WORK TO COMPLETE => Locate, in the data below, the line that contains "the code for tokens." and the line that contains "#[derive(Debug, Clone)]"; reproduce exactly those two lines and every line between them, nothing more.

[PROVIDED RECORDS — start]

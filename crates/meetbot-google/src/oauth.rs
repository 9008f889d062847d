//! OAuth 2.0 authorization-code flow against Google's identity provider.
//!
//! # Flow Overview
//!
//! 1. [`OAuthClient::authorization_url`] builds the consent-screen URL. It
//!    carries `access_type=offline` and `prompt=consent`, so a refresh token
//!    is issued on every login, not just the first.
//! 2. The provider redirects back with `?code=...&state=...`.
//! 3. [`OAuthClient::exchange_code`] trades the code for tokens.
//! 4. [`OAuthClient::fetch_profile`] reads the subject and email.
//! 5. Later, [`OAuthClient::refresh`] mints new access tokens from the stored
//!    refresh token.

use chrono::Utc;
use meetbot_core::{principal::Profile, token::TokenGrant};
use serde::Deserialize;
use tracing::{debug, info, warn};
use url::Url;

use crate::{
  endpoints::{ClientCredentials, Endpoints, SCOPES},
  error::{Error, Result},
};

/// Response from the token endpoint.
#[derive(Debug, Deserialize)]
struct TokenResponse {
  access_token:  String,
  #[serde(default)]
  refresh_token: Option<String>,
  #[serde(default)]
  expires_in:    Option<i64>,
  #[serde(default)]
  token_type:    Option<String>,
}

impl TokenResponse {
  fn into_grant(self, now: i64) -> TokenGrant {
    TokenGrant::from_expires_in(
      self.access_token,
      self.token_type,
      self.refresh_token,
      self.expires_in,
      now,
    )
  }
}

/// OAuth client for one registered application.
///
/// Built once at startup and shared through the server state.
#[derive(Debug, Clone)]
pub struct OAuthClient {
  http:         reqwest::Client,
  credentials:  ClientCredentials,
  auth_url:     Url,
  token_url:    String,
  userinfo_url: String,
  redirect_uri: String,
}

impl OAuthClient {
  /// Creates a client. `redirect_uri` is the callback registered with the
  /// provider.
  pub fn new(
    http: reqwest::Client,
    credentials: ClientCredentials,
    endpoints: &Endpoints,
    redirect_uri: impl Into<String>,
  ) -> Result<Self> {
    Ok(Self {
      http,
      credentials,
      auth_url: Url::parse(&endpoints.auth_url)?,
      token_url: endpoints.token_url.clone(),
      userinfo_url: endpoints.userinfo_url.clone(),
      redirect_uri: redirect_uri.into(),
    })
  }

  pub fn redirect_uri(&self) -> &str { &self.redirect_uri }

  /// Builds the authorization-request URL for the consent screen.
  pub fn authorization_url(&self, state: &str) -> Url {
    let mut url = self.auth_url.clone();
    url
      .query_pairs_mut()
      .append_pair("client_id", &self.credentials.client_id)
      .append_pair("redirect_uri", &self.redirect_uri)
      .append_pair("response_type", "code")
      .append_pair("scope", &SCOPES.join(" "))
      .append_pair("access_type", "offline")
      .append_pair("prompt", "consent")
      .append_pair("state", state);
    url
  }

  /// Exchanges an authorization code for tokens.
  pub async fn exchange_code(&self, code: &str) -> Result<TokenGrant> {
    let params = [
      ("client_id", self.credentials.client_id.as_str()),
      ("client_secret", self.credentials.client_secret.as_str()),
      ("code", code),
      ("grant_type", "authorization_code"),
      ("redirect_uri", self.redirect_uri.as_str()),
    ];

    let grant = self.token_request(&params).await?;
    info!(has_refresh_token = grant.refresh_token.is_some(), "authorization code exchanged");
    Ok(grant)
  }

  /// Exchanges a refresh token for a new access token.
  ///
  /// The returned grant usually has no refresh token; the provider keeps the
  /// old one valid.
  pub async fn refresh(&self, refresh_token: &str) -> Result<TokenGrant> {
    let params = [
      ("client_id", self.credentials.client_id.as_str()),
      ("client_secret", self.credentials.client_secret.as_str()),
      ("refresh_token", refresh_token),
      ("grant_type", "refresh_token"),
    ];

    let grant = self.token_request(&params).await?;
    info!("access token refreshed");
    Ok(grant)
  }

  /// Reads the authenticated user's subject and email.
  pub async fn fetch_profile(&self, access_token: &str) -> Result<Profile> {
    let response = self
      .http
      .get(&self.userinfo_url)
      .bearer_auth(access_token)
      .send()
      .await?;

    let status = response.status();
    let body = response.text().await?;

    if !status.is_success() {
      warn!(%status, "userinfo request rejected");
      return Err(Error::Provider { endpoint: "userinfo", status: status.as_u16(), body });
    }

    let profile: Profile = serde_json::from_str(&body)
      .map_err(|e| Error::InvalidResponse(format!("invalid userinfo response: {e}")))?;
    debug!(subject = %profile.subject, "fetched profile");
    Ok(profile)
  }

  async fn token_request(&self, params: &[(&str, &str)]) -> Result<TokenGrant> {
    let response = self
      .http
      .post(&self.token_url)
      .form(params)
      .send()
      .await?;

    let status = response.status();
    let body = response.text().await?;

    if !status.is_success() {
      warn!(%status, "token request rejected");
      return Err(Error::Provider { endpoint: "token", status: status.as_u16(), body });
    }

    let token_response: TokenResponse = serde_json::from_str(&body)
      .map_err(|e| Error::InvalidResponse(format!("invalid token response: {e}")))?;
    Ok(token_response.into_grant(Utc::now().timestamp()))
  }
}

[PROVIDED RECORDS — finish]

ANSWER TO THIS EXERCISE =>
//! 3. [`OAuthClient::exchange_code`] trades the code for tokens.
//! 4. [`OAuthClient::fetch_profile`] reads the subject and email.
//! 5. Later, [`OAuthClient::refresh`] mints new access tokens from the stored
//!    refresh token.

use chrono::Utc;
use meetbot_core::{principal::Profile, token::TokenGrant};
use serde::Deserialize;
use tracing::{debug, info, warn};
use url::Url;

use crate::{
  endpoints::{ClientCredentials, Endpoints, SCOPES},
  error::{Error, Result},
};

/// Response from the token endpoint.
#[derive(Debug, Deserialize)]
struct TokenResponse {
  access_token:  String,
  #[serde(default)]
  refresh_token: Option<String>,
  #[serde(default)]
  expires_in:    Option<i64>,
  #[serde(default)]
  token_type:    Option<String>,
}

impl TokenResponse {
  fn into_grant(self, now: i64) -> TokenGrant {
    TokenGrant::from_expires_in(
      self.access_token,
      self.token_type,
      self.refresh_token,
      self.expires_in,
      now,
    )
  }
}

/// OAuth client for one registered application.
///
/// Built once at startup and shared through the server state.
#[derive(Debug, Clone)]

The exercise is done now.